ひどい変形性膝関節症で、軟骨が完全にすり減り、さらにO脚もひどい場合は手術療法が適応になるケースもあります。

骨を切って間を広げてそこに人工骨を入れてプレートスクリューで固定することで真っすぐにするのです。人工骨はセラミックで出来ていて、なかに空洞がたくさんあります。その空洞に自分の骨の細胞がはい入り込み最終的には自分の骨に置き換わります。骨切り術の場合は膝関節の自然な動きが残るので、治療後は軽いスポーツや重労働も一応可能らしいです。人工骨が自分の骨になるには数カ月かかります。

かなり変形が強い場合は矯正に限界があります。その場合は上記の方法は適しません。そして骨切り術を行っても約十年で全く元の形に戻ってしまう場合もあります。その場合は人工膝関節全置換術というのもあります。手術時間は約2時間で手術のよくじつから歩く練習が出来て3週間後には退院も出来るらしいです。

ひとによっては骨切り術で非常にその後調子がいい方もいればそうでもない方もいます。人工膝関節は15年使用で95%が問題なしで、20~30年使用できることもあるそうです。手術後の注意点としてはウォーキングや外出など活動的な生活をして良い状態をなるべく保つこと。ただし、ジョギングやテニスなど膝関節を横にスライドさせるような負荷がかかる動きは避けなくてはいけません。水泳や自転車、ウォーキングは良いでしょう。

手術から半年は感染症に注意して、痛みや腫れ、発熱などがもしも出てきたらすぐに主治医の先生に相談することです。

骨切り術の適応年齢は40~60歳で、入院期間は4~6週です。手術後はジョギング、肉体労働などはできます。変形、痛みの再発はある可能性があります。脚の形はすこしX脚気味になります。

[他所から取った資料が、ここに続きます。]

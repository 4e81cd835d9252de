use clap::Parser;
use std::collections::HashMap;
use std::time::Duration;

/// CLI surface for the demo binary. Library callers build `Config` directly
/// or via `Config::from_env`; these flags only override the corresponding
/// environment variable when present.
#[derive(Parser, Debug)]
#[command(author, version, about = "Answer-engine orchestrator demo")]
pub struct Args {
    #[arg(long)]
    pub batch_size: Option<usize>,
    #[arg(long)]
    pub concurrency: Option<usize>,
    #[arg(long)]
    pub mock_mode: bool,
}

#[derive(Debug, Clone)]
pub struct Config {
    pub max_retries: u32,
    pub retry_base_delay: Duration,
    pub circuit_breaker_threshold: u32,
    pub circuit_breaker_reset_timeout: Duration,
    pub batch_size: usize,
    /// Bounds concurrent in-flight provider work independently of
    /// `batch_size` (which only bounds how many requests start per batch).
    /// `None` falls back to `batch_size`, the prior behavior.
    pub concurrency: Option<usize>,
    pub inter_batch_delay: Duration,
    pub verbose_logs: bool,
    pub log_format: LogFormat,
    pub health_check_interval: Duration,
    pub snapshot_poll_interval: Duration,
    pub snapshot_poll_max_attempts: u32,
    pub mock_mode: bool,
    pub provider_credentials: HashMap<String, String>,
}

#[derive(Debug, Clone, Copy, PartialEq, Eq)]
pub enum LogFormat {
    Compact,
    Json,
}

impl Config {
    /// Reads every recognized environment variable, falling back to the
    /// defaults in `SPEC_FULL.md` §6, the same direct `std::env::var` style
    /// the host binary uses for `LOG_FORMAT`.
    pub fn from_env() -> Self {
        Config {
            max_retries: env_u32("MAX_RETRIES", 3),
            retry_base_delay: Duration::from_millis(env_u64("RETRY_BASE_DELAY_MS", 1000)),
            circuit_breaker_threshold: env_u32("CIRCUIT_BREAKER_THRESHOLD", 5),
            circuit_breaker_reset_timeout: Duration::from_millis(env_u64(
                "CIRCUIT_BREAKER_RESET_TIMEOUT_MS",
                60_000,
            )),
            batch_size: env_u64("BATCH_SIZE", 3) as usize,
            concurrency: std::env::var("CONCURRENCY").ok().and_then(|v| v.parse().ok()),
            inter_batch_delay: Duration::from_millis(env_u64("INTER_BATCH_DELAY_MS", 1000)),
            verbose_logs: env_bool("VERBOSE_LOGS", false),
            log_format: match std::env::var("LOG_FORMAT").unwrap_or_default().as_str() {
                "json" => LogFormat::Json,
                _ => LogFormat::Compact,
            },
            health_check_interval: Duration::from_millis(env_u64(
                "HEALTH_CHECK_INTERVAL_MS",
                60_000,
            )),
            snapshot_poll_interval: Duration::from_millis(env_u64(
                "SNAPSHOT_POLL_INTERVAL_MS",
                10_000,
            )),
            snapshot_poll_max_attempts: env_u32("SNAPSHOT_POLL_MAX_ATTEMPTS", 60),
            mock_mode: env_bool("MOCK_MODE", false),
            provider_credentials: collect_provider_credentials(),
        }
    }

    pub fn apply_args(mut self, args: &Args) -> Self {
        if let Some(bs) = args.batch_size {
            self.batch_size = bs;
        }
        if args.concurrency.is_some() {
            self.concurrency = args.concurrency;
        }
        if args.mock_mode {
            self.mock_mode = true;
        }
        self
    }

    pub fn credential(&self, provider: &str) -> Option<&str> {
        self.provider_credentials.get(provider).map(String::as_str)
    }
}

/// Per-provider credentials are recognized by the `<PROVIDER>_API_KEY`
/// convention; anything matching is folded into `provider_credentials`
/// keyed by the lowercased provider name.
fn collect_provider_credentials() -> HashMap<String, String> {
    std::env::vars()
        .filter_map(|(k, v)| {
            k.strip_suffix("_API_KEY")
                .map(|prefix| (prefix.to_lowercase(), v))
        })
        .collect()
}

fn env_u32(key: &str, default: u32) -> u32 {
    std::env::var(key)
        .ok()
        .and_then(|v| v.parse().ok())
        .unwrap_or(default)
}

fn env_u64(key: &str, default: u64) -> u64 {
    std::env::var(key)
        .ok()
        .and_then(|v| v.parse().ok())
        .unwrap_or(default)
}

fn env_bool(key: &str, default: bool) -> bool {
    std::env::var(key)
        .ok()
        .map(|v| matches!(v.to_lowercase().as_str(), "1" | "true" | "yes"))
        .unwrap_or(default)
}

#[cfg(test)]
mod tests {
    use super::*;

    #[test]
    fn bool_parsing_accepts_common_truthy_spellings() {
        for v in ["1", "true", "TRUE", "yes"] {
            unsafe { std::env::set_var("TEST_FLAG_X", v) };
            assert!(env_bool("TEST_FLAG_X", false));
        }
        unsafe { std::env::remove_var("TEST_FLAG_X") };
    }

    #[test]
    fn missing_var_falls_back_to_default() {
        unsafe { std::env::remove_var("TEST_MISSING_VAR") };
        assert_eq!(env_u32("TEST_MISSING_VAR", 7), 7);
    }
}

人工膝関節全置換術の適応年齢は60歳以上で、入院期間は約3週間です。手術後はウォーキング、ゴルフは出来ますがジョギングや肉体労働はなどはできません。変形、痛みの再発はほぼないそうです。脚の形は真っすぐになります。

膝の痛みや変形が気になる方は一度整形外科を受診されることをお勧めします。

ひどい時は注射や薬、それと合わせてマッサージや運動など適切な施術を受ける事で症状とうまくつきあいつつ、極力痛みを押えながら生活が出来るようになるのではと思います。